"Bad to the Bone" starts blaring over the loudspeaker and the bleachers, full of about a thousand parents, siblings, relatives and Puget Sound Debs, take notice of the billowing smoke cannisters across the parade field. Two of the newest-of-the-new troop transports,
the Stryker Armored Fighting Vehicle, stealthily make their way and two squads, fully armed, unload and the demonstration begins. It's been almost two decades since I landed at Fort Benning, the poguiest of the pogues--a female JAG in a peacetime Army.

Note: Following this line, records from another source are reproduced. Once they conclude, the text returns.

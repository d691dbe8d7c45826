/// 覆寫上一次輸出的區塊
pub mod refresh;
/// 報價表格
pub mod table;
//! # 九方智投 K 線報價模組
//!
//! 透過九方智投的行情服務取得 A 股個股當日的 K 棒。
//!
//! ## 站點資訊
//!
//! - 來源域名：`qas.sylapp.cn`
//! - 存取方式：HTTP POST，JSON 請求內容，以 `token` 標頭驗證
//! - token 約 24 小時過期，過期時回覆代碼 `6403`

use reqwest::Client;

/// K 線報價子模組。
pub mod kline;

/// 九方智投報價採集器。
pub struct Sylapp {
    client: Client,
    url: String,
    token: String,
}

impl Sylapp {
    pub fn new(client: Client, url: String, token: String) -> Self {
        Sylapp { client, url, token }
    }
}
use std::{fs, path::Path};

use anyhow::{Context, Result};
use rust_xlsxwriter::{Color, Format, FormatAlign, FormatBorder, Workbook, Worksheet};

use crate::export::ReportRow;

/// 大標題下緣的顏色
const TITLE_BORDER_COLOR: u32 = 0x3FAD08;
/// 大標題與表頭各佔一列
const DATA_START_ROW: u32 = 2;

fn title_format() -> Format {
    Format::new()
        .set_align(FormatAlign::Center)
        .set_align(FormatAlign::VerticalCenter)
        .set_bold()
        .set_font_name("Calibri")
        .set_font_size(16)
        .set_font_color(Color::Black)
        .set_border_bottom(FormatBorder::Medium)
        .set_border_bottom_color(Color::RGB(TITLE_BORDER_COLOR))
}

fn cell_format() -> Format {
    Format::new()
        .set_align(FormatAlign::Center)
        .set_align(FormatAlign::VerticalCenter)
        .set_font_name("Calibri")
        .set_font_size(10)
        .set_font_color(Color::Black)
}

/// 將報表寫成 xlsx
///
/// 第一列為合併的大標題，第二列為表頭，兩列都凍結。
/// 同一家公司連續的資料列（最多 `merge_num` 列）合併 A、B 兩欄，讓指標共用名稱。
/// 任何一個儲存格寫入失敗都會中止，並且不留下檔案。
pub fn write(
    rows: &[ReportRow],
    headers: &[String],
    title: &str,
    merge_num: usize,
    path: &Path,
) -> Result<()> {
    let mut workbook = Workbook::new();
    let worksheet = workbook.add_worksheet();

    fill(worksheet, rows, headers, title, merge_num).context("Failed to build the worksheet")?;

    if let Err(why) = workbook.save(path) {
        if path.exists() {
            let _ = fs::remove_file(path);
        }
        return Err(why).with_context(|| format!("Failed to save {}", path.display()));
    }

    Ok(())
}

fn fill(
    worksheet: &mut Worksheet,
    rows: &[ReportRow],
    headers: &[String],
    title: &str,
    merge_num: usize,
) -> Result<()> {
    let last_col = headers.len().saturating_sub(1) as u16;
    let cell = cell_format();

    worksheet.set_row_height(0, 40)?;
    if last_col > 0 {
        worksheet.merge_range(0, 0, 0, last_col, title, &title_format())?;
    } else {
        worksheet.write_string_with_format(0, 0, title, &title_format())?;
    }

    for (col, header) in headers.iter().enumerate() {
        worksheet.write_string_with_format(1, col as u16, header, &cell)?;
    }

    for col in 2..=last_col {
        worksheet.set_column_width(col, 20)?;
    }

    worksheet.set_freeze_panes(DATA_START_ROW, 0)?;

    for (index, row) in rows.iter().enumerate() {
        let line = DATA_START_ROW + index as u32;

        worksheet.write_number_with_format(line, 0, row.id as f64, &cell)?;
        worksheet.write_string_with_format(line, 1, &row.stock_name, &cell)?;
        worksheet.write_string_with_format(line, 2, &row.target_name, &cell)?;
        for (offset, value) in row.values.iter().enumerate() {
            worksheet.write_number_with_format(line, 3 + offset as u16, *value, &cell)?;
        }
    }

    for (first, last) in merge_groups(rows, merge_num) {
        // 單一儲存格不能合併
        if first == last {
            continue;
        }

        let head = &rows[first];
        let first_line = DATA_START_ROW + first as u32;
        let last_line = DATA_START_ROW + last as u32;

        worksheet.merge_range(first_line, 0, last_line, 0, "", &cell)?;
        worksheet.write_number_with_format(first_line, 0, head.id as f64, &cell)?;
        worksheet.merge_range(first_line, 1, last_line, 1, "", &cell)?;
        worksheet.write_string_with_format(first_line, 1, &head.stock_name, &cell)?;
    }

    Ok(())
}

/// 同一家公司連續的列為一組，每組最多 `merge_num` 列，回傳每組第一列與最後一列的位置
///
/// 資料齊全時每 `merge_num` 列一組；缺少某些指標的公司只會合併自己的列。
fn merge_groups(rows: &[ReportRow], merge_num: usize) -> Vec<(usize, usize)> {
    let mut groups = Vec::new();
    if merge_num == 0 {
        return groups;
    }

    let mut start = 0;
    for index in 1..=rows.len() {
        let boundary = index == rows.len()
            || rows[index].id != rows[start].id
            || index - start == merge_num;

        if boundary && index > start {
            groups.push((start, index - 1));
            start = index;
        }
    }

    groups
}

Clearly, it is not Aunt Ruthie's Army anymore.
I was pleased and amazed by all the new things--including the
Sippican friendly base housing [
not a snout-house in sight!]--but nothing inspired me more than the 250 new young Infantry soldiers. Every one of them
volunteered in the midst of a war with an intractable foe knowing they are the tip of the spear and are
destined for battle. They looked impossibly young, but square-jawed and clear-eyed and ready for what awaits.

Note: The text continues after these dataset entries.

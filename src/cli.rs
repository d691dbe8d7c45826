use std::path::PathBuf;

use clap::{Parser, Subcommand};

/// 在終端機定時刷新 A 股與 ETF 的報價，並可將財報數據匯出成 xlsx
#[derive(Parser, Debug)]
#[command(name = "quote_watcher")]
#[command(version)]
pub struct Cli {
    /// 沒有給子命令時等同 `watch`
    #[command(subcommand)]
    pub command: Option<Command>,
}

#[derive(Subcommand, Debug)]
pub enum Command {
    /// 定時抓取報價並原地刷新表格
    Watch {
        /// 新的 token，會寫回代碼檔
        #[arg(long)]
        token: Option<String>,
        /// 代碼檔路徑，預設讀取設定值
        #[arg(long)]
        code_file: Option<PathBuf>,
    },
    /// 將資料庫中的財報數據匯出成 xlsx
    Export {
        /// 只匯出前 N 家公司
        #[arg(long)]
        limit: Option<i64>,
        /// 輸出目錄，預設讀取設定值
        #[arg(long)]
        out: Option<PathBuf>,
    },
    /// 以亂數填入示範用的財報數據
    Seed {
        #[arg(long, default_value_t = 3)]
        stocks: usize,
    },
    /// 建立資料表
    InitDb,
}

impl Cli {
    pub fn command(self) -> Command {
        self.command.unwrap_or(Command::Watch {
            token: None,
            code_file: None,
        })
    }
}
use std::{env, fs, path::Path, str::FromStr};

use anyhow::{anyhow, Context, Result};

use crate::{
    declare::{Instrument, InstrumentKind},
    logging,
};

const COMMENT_PREFIX: &str = "//";
const TOKEN_PREFIX: &str = "token_";
const QUOTE_TOKEN: &str = "QUOTE_TOKEN";

/// 代碼檔的內容：一組 token 與依檔案順序排列的標的
#[derive(Debug, Clone, Default, PartialEq)]
pub struct CodeFile {
    pub token: String,
    pub instruments: Vec<Instrument>,
}

/// token 的來源
#[derive(Debug, Clone, PartialEq)]
pub enum TokenSource {
    /// 命令列參數
    Argument(String),
    /// 環境變數 QUOTE_TOKEN
    Environment(String),
    /// 沿用代碼檔內的 token
    Stored,
}

impl TokenSource {
    /// 命令列參數優先，其次是環境變數，都沒有就用代碼檔內的
    pub fn resolve(argument: Option<String>) -> Self {
        if let Some(token) = argument.filter(|t| !t.trim().is_empty()) {
            return TokenSource::Argument(token.trim().to_string());
        }

        match env::var(QUOTE_TOKEN) {
            Ok(token) if !token.trim().is_empty() => {
                TokenSource::Environment(token.trim().to_string())
            }
            _ => TokenSource::Stored,
        }
    }

    fn supplied(&self) -> Option<&str> {
        match self {
            TokenSource::Argument(t) | TokenSource::Environment(t) => Some(t),
            TokenSource::Stored => None,
        }
    }
}

impl CodeFile {
    /// 解析代碼檔的文字內容
    ///
    /// `//` 開頭的是註解，`token_` 開頭的是 token，其餘非空白行都是 `交易所_代碼_名稱_旗標`。
    pub fn parse(text: &str) -> Result<Self> {
        let mut code_file = CodeFile::default();

        for (index, line) in text.lines().enumerate() {
            let line = line.trim_end();
            if line.trim().is_empty() || line.starts_with(COMMENT_PREFIX) {
                continue;
            }

            if let Some(token) = line.strip_prefix(TOKEN_PREFIX) {
                code_file.token = token.trim().to_string();
                continue;
            }

            let instrument = Instrument::from_str(line)
                .with_context(|| format!("line {} of the code file", index + 1))?;
            code_file.instruments.push(instrument);
        }

        Ok(code_file)
    }

    /// 讀取並解析代碼檔，檔案不存在時回傳錯誤由呼叫端決定是否中止
    pub fn load(path: &Path) -> Result<Self> {
        let text = fs::read_to_string(path)
            .with_context(|| format!("Failed to read the code file {}", path.display()))?;

        Self::parse(&text)
    }

    /// 將檔案中所有舊 token 的文字換成新 token
    ///
    /// 舊 token 為空時沒有可以取代的文字，改為在檔尾補上一行 token。
    pub fn store_token(path: &Path, old: &str, new: &str) -> Result<()> {
        let text = fs::read_to_string(path)
            .with_context(|| format!("Failed to read the code file {}", path.display()))?;

        let replaced = if old.is_empty() {
            let mut t = text;
            if !t.is_empty() && !t.ends_with('\n') {
                t.push('\n');
            }
            t.push_str(TOKEN_PREFIX);
            t.push_str(new);
            t.push('\n');
            t
        } else {
            text.replace(old, new)
        };

        fs::write(path, replaced)
            .with_context(|| format!("Failed to write the code file {}", path.display()))
    }

    /// 依 token 來源決定要用的 token，外部給的新 token 會寫回代碼檔
    pub fn apply_token(&mut self, path: &Path, source: &TokenSource) -> Result<()> {
        let Some(new) = source.supplied() else {
            return Ok(());
        };

        if new != self.token {
            Self::store_token(path, &self.token, new)?;
            logging::info_file_async(format!(
                "token in {} has been replaced by the one from {}",
                path.display(),
                source_name(source)
            ));
        }

        self.token = new.to_string();

        Ok(())
    }

    /// 清單中有個股時一定要有 token
    pub fn ensure_token(&self) -> Result<()> {
        let needs_token = self
            .instruments
            .iter()
            .any(|i| i.kind == InstrumentKind::Equity);

        if needs_token && self.token.is_empty() {
            return Err(anyhow!(
                "token is empty, supply one with --token or {}",
                QUOTE_TOKEN
            ));
        }

        Ok(())
    }
}

fn source_name(source: &TokenSource) -> &'static str {
    match source {
        TokenSource::Argument(_) => "argument",
        TokenSource::Environment(_) => "environment",
        TokenSource::Stored => "code file",
    }
}

#[cfg(test)]
mod tests {
    use std::io::Write;

    use super::*;

    const SAMPLE: &str = "// 個股_1 ETF_2\ntoken_abc123\nSZ_002139_拓邦股份_1\nSH_510300_300ETF_2\n";

    #[test]
    fn test_parse() {
        let code_file = CodeFile::parse(SAMPLE).unwrap();

        assert_eq!(code_file.token, "abc123");
        assert_eq!(code_file.instruments.len(), 2);
        assert_eq!(code_file.instruments[0].code, "002139");
        assert_eq!(code_file.instruments[0].kind, InstrumentKind::Equity);
        assert_eq!(code_file.instruments[1].code, "510300");
        assert_eq!(code_file.instruments[1].kind, InstrumentKind::Fund);
    }

    #[test]
    fn test_parse_skips_blank_and_crlf() {
        let code_file = CodeFile::parse("\r\n// c\r\ntoken_t1 \r\n\r\nSZ_000001_平安银行_1\r\n").unwrap();

        assert_eq!(code_file.token, "t1");
        assert_eq!(code_file.instruments.len(), 1);
        assert_eq!(code_file.instruments[0].name, "平安银行");
    }

    #[test]
    fn test_parse_bad_line() {
        let why = CodeFile::parse("token_x\nSZ_000001\n").unwrap_err();

        assert!(format!("{:#}", why).contains("line 2"));
    }

    #[test]
    fn test_load_missing_file() {
        let dir = tempfile::tempdir().unwrap();

        assert!(CodeFile::load(&dir.path().join("missing.txt")).is_err());
    }

    #[test]
    fn test_store_token() {
        let mut file = tempfile::NamedTempFile::new().unwrap();
        file.write_all(SAMPLE.as_bytes()).unwrap();

        CodeFile::store_token(file.path(), "abc123", "xyz789").unwrap();
        let code_file = CodeFile::load(file.path()).unwrap();

        assert_eq!(code_file.token, "xyz789");
        assert_eq!(code_file.instruments.len(), 2);
    }

    #[test]
    fn test_store_token_when_missing() {
        let mut file = tempfile::NamedTempFile::new().unwrap();
        file.write_all("SZ_002139_拓邦股份_1".as_bytes()).unwrap();

        CodeFile::store_token(file.path(), "", "fresh").unwrap();
        let code_file = CodeFile::load(file.path()).unwrap();

        assert_eq!(code_file.token, "fresh");
        assert_eq!(code_file.instruments.len(), 1);
    }

    #[test]
    fn test_apply_token() {
        let mut file = tempfile::NamedTempFile::new().unwrap();
        file.write_all(SAMPLE.as_bytes()).unwrap();
        let mut code_file = CodeFile::load(file.path()).unwrap();

        code_file
            .apply_token(file.path(), &TokenSource::Stored)
            .unwrap();
        assert_eq!(code_file.token, "abc123");

        code_file
            .apply_token(file.path(), &TokenSource::Argument("new".to_string()))
            .unwrap();
        assert_eq!(code_file.token, "new");
        assert_eq!(CodeFile::load(file.path()).unwrap().token, "new");
    }

    #[test]
    fn test_resolve_prefers_argument() {
        assert_eq!(
            TokenSource::resolve(Some(" abc ".to_string())),
            TokenSource::Argument("abc".to_string())
        );
    }

    #[test]
    fn test_ensure_token() {
        let mut code_file = CodeFile::parse("SH_510300_300ETF_2").unwrap();
        assert!(code_file.ensure_token().is_ok());

        code_file.instruments.push(Instrument::from_str("SZ_002139_拓邦股份_1").unwrap());
        assert!(code_file.ensure_token().is_err());
    }
}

My son, all of six years old, was allowed to sit in the Stryker

and, within moments of being told which hand on the joystick, started zeroing in on targets. He wondered why he couldn't fire.

How smart is the Army to make their coolest of cool vehicles fit into the digital-aged soldiers who now use them?
My nephew graduated, and, as I suspected, was different than the fellow we sent off in April.

The Army does this to people and has from time immemorial, but it is still a wonder to behold.